The following is a brief translated transcription from the program Uomini e Profeti (“Men and Prophets”), a program on the Italian radio RAI3 (the transcribed Italian follows.)  It is the second in a series of six interviews by Gabriella Caramore (whose comments are marked “GC” in parentheses below) with Paolo Ricca, a Waldensian pastor and theologian, on the theme of the judgment discourses of Jesus; this clip starts about 18:40 into the second program.

To me it seems apropos regarding contemporary trends in church marketing.  For the last few years I have felt a growing concern of exactly what he describes, that the more that churches seek to market themselves the more they lose sight of Jesus.  It is my conviction that were we to focus on living the Gospel instead of marketing it, people would be drawn to the churches without being enticed, and those that were changed would stay of their own commitment, without the need to constantly and increasingly entice, satisfy, entertain, stimulate, titillate, lest they become bored and leave.  We have substituted building the church as a successful organization for building the church as an expression of the kingdom of God, and our marketing and branding programs (which are big business) exhibit that deception.

Paolo Ricca: “Then there is the other extraordinary theme, which is that of “visibility”, we might say.  In our media society we know well that you exist only if you appear, only if you are seen.  And churches are easily and fatally induced into seeking visibility.  (GC: The most important seats of authority, the places of honor, greetings in public places….)  These are all things that are called “the religiosity of public relations” as we might call it, the spectacularization of religion which by now occupies an important place in the collective imagination, and which precisely for this provokes an ever increasing perplexity.  We know the invitation of Jesus; in the Sermon on the Mount he goes exactly in the opposite direction.  Do not make a show of yourself as a Christian.  Do not make an exhibition of your piety.  Do not let yourself be seen when you pray.  (GC: Pray in your bedroom if you must pray….)  What does this signify?  It signifies that the search for visibility has nothing to do with the search for God.  S/he who seeks visibility is not seeking God.  S/he should at least be aware of that… and it has nothing to do with truth.”

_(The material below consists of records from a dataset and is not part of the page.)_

//! Syntax highlighting to inline `<KIND>...</KIND>` markup.
//!
//! This is the front door over [`lumen_scan`]: pick a scanner by language
//! code (or let the registry guess one), run it, and get markup back. It
//! never fails. When a scanner errors, the source comes back escaped and,
//! if asked, wrapped in a failure tag.
//!
//! ```text
//! let registry = lumen::default_registry();
//! let markup = lumen::highlight(registry, "js", "var x = 1;", &HighlightOptions::default());
//! ```

use std::borrow::Cow;
use std::sync::{Once, OnceLock};

use lumen_scan_core::markup::escape;
use tracing::{debug, warn};

pub use lumen_scan::{Kind, Language, Scan, ScanError, ScannerRegistry, SourceInfo};
pub use lumen_scan_core::normalize_newlines;

static TRACING_INIT: Once = Once::new();

/// Install a `RUST_LOG`-filtered subscriber, once per process.
///
/// Does nothing when `RUST_LOG` is unset.
pub fn init_tracing() {
    TRACING_INIT.call_once(|| {
        use tracing_subscriber::{fmt, prelude::*, EnvFilter};

        if std::env::var("RUST_LOG").is_ok() {
            let filter = EnvFilter::from_default_env();
            tracing_subscriber::registry()
                .with(fmt::layer().with_target(true).with_level(true))
                .with(filter)
                .init();
        }
    });
}

/// Registry with every reference grammar, built on first use.
pub fn default_registry() -> &'static ScannerRegistry {
    static REGISTRY: OnceLock<ScannerRegistry> = OnceLock::new();
    REGISTRY.get_or_init(ScannerRegistry::with_defaults)
}

/// Per-request settings for [`highlight`].
#[derive(Clone, Debug, PartialEq, Eq)]
pub struct HighlightOptions {
    /// Tag wrapped around the escaped source when scanning fails.
    pub failure_tag: Option<String>,
    /// Turn `\r\n` and lone `\r` into `\n` before scanning.
    pub normalize_newlines: bool,
    /// Guess the language when the requested code is unknown.
    pub auto_detect: bool,
}

impl Default for HighlightOptions {
    fn default() -> Self {
        HighlightOptions {
            failure_tag: None,
            normalize_newlines: true,
            auto_detect: false,
        }
    }
}

/// Highlight `src` as language `code`.
///
/// An unknown code falls back to a guess (with `auto_detect`) and then to
/// the registry default. Any scanner error yields the escaped source.
#[tracing::instrument(level = "debug", skip_all, fields(code = %code))]
pub fn highlight(registry: &ScannerRegistry, code: &str, src: &str, options: &HighlightOptions) -> String {
    let src = if options.normalize_newlines {
        normalize_newlines(src)
    } else {
        Cow::Borrowed(src)
    };
    let result = resolve(registry, code, &src, options).and_then(|mut scanner| scanner.highlight(&src));
    match result {
        Ok(markup) => markup,
        Err(err) => {
            warn!(%err, code, "highlighting failed, returning plain source");
            failure(&src, options)
        }
    }
}

/// Most likely language code for `src`, or `None` when nothing matches and
/// the registry has no default.
pub fn guess_language(registry: &ScannerRegistry, src: &str) -> Option<&'static str> {
    registry.guess(src).map(|(code, _)| code)
}

fn resolve(
    registry: &ScannerRegistry,
    code: &str,
    src: &str,
    options: &HighlightOptions,
) -> Result<Box<dyn Scan>, ScanError> {
    match registry.get(code) {
        Err(ScanError::UnknownLanguage { .. }) => {
            if options.auto_detect {
                if let Some(guessed) = guess_language(registry, src) {
                    debug!(code, guessed, "unknown language, using guess");
                    return registry.get(guessed);
                }
            }
            debug!(code, "unknown language, using default");
            registry.get_default()
        }
        other => other,
    }
}

fn failure(src: &str, options: &HighlightOptions) -> String {
    let escaped = escape(src);
    match &options.failure_tag {
        Some(tag) => format!("<{tag}>{escaped}</{tag}>"),
        None => escaped,
    }
}

#[cfg(test)]
mod tests;
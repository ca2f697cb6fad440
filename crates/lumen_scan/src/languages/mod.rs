//! Reference grammars.
//!
//! Each submodule exposes a `grammar()` (or `builder()`) returning the
//! language's [`GrammarBuilder`](crate::GrammarBuilder), so derived
//! languages and tests can layer on top of it, and a scanner type
//! implementing [`Language`](crate::Language).

pub mod actionscript;
pub mod bnf;
pub mod cpp;
pub mod css;
pub mod diff;
pub mod haskell;
pub mod html;
pub mod javascript;
pub mod perl;
pub mod php;
pub mod plain;

use std::sync::OnceLock;

use lumen_scan_core::Pattern;
use tracing::error;

use crate::ScannerRegistry;

/// Declare a scanner type whose main loop is [`simple::run`](crate::simple::run).
macro_rules! simple_language {
    ($(#[$meta:meta])* $name:ident) => {
        $(#[$meta])*
        #[derive(Debug)]
        pub struct $name {
            scanner: $crate::Scanner,
        }

        impl $name {
            pub fn new() -> Result<Self, $crate::ScanError> {
                Ok($name {
                    scanner: $crate::Scanner::new(grammar()?.build()),
                })
            }
        }

        impl $crate::Scan for $name {
            fn scanner(&self) -> &$crate::Scanner {
                &self.scanner
            }

            fn scanner_mut(&mut self) -> &mut $crate::Scanner {
                &mut self.scanner
            }

            fn main(&mut self) -> Result<(), $crate::ScanError> {
                $crate::simple::run(&mut self.scanner)
            }
        }
    };
}

pub(crate) use simple_language;

/// Register every reference grammar.
pub(crate) fn register_all(registry: &mut ScannerRegistry) {
    registry.register::<plain::PlainScanner>();
    registry.register::<cpp::CppScanner>();
    registry.register::<haskell::HaskellScanner>();
    registry.register::<javascript::JavaScriptScanner>();
    registry.register::<actionscript::ActionScriptScanner>();
    registry.register::<css::CssScanner>();
    registry.register::<html::HtmlScanner>();
    registry.register::<php::PhpScanner>();
    registry.register::<php::PhpSnippetScanner>();
    registry.register::<perl::PerlScanner>();
    registry.register::<bnf::BnfScanner>();
    registry.register::<diff::DiffScanner>();
    registry.register::<diff::PrettyDiffScanner>();
}

/// A guess heuristic, compiled on first use.
///
/// Guess functions cannot fail, so an invalid pattern is logged and never
/// matches; debug builds assert on it.
pub(crate) struct Heuristic {
    source: &'static str,
    pattern: OnceLock<Option<Pattern>>,
}

impl Heuristic {
    pub(crate) const fn new(source: &'static str) -> Self {
        Heuristic {
            source,
            pattern: OnceLock::new(),
        }
    }

    fn pattern(&self) -> Option<&Pattern> {
        self.pattern
            .get_or_init(|| {
                let compiled = Pattern::new(self.source);
                debug_assert!(compiled.is_ok(), "invalid guess heuristic {:?}", self.source);
                compiled
                    .map_err(|err| error!(pattern = self.source, %err, "invalid guess heuristic"))
                    .ok()
            })
            .as_ref()
    }

    /// Whether the pattern matches anywhere in `src`.
    pub(crate) fn is_match(&self, src: &str) -> bool {
        self.pattern().is_some_and(|p| p.is_match(src))
    }

    /// Number of matches in `src`.
    pub(crate) fn count(&self, src: &str) -> usize {
        self.pattern().map_or(0, |p| p.count(src))
    }
}

/// `guess_matches!(r"pattern", src)`: match a heuristic compiled once per
/// call site.
macro_rules! guess_matches {
    ($pattern:literal, $src:expr) => {{
        static HEURISTIC: $crate::languages::Heuristic = $crate::languages::Heuristic::new($pattern);
        HEURISTIC.is_match($src)
    }};
}

/// `guess_count!(r"pattern", src)`: count matches of a heuristic compiled
/// once per call site.
macro_rules! guess_count {
    ($pattern:literal, $src:expr) => {{
        static HEURISTIC: $crate::languages::Heuristic = $crate::languages::Heuristic::new($pattern);
        HEURISTIC.count($src)
    }};
}

pub(crate) use {guess_count, guess_matches};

“Poi c’è l’altro tema straordinario, che è quello della visibilità, potremmo dire.  Nella nostra società mediatica sappiamo bene che tu esisti solo se appari, solo se sei visto.  E le chiese sono facilmente e fatalmente indotte a cercare visibilità.  (GC: I primi seggi, i posti d’onore, i saluti nelle piazze…)  Sono tutte cose che appunto sono state chiamate “la religiosità delle pubbliche relazioni”, così la potremmo chiamare, la spettacolarizzazione della religione che tra l’altro occupa un posto importante nell’immaginario collettivo ormai, e proprio per questo suscita una perplessità sempre più grande.  L’invito di Gesù lo sappiamo; nel Sermone sul Monte va proprio nella direzione opposta.  Non metterti in mostra come cristiano.  Non esibire la tua pietà.  Non fare vedere che preghi.  (GC: Prega nella tua cameretta se devi pregare.) … Che cosa significa questo?  Significa che la ricerca della visibilità non ha nulla a che fare con la ricerca di Dio.  Chi cerca visibilità non sta cercando Dio.  Lo deve sapere per lo meno … e non ha a che fare con la verità.”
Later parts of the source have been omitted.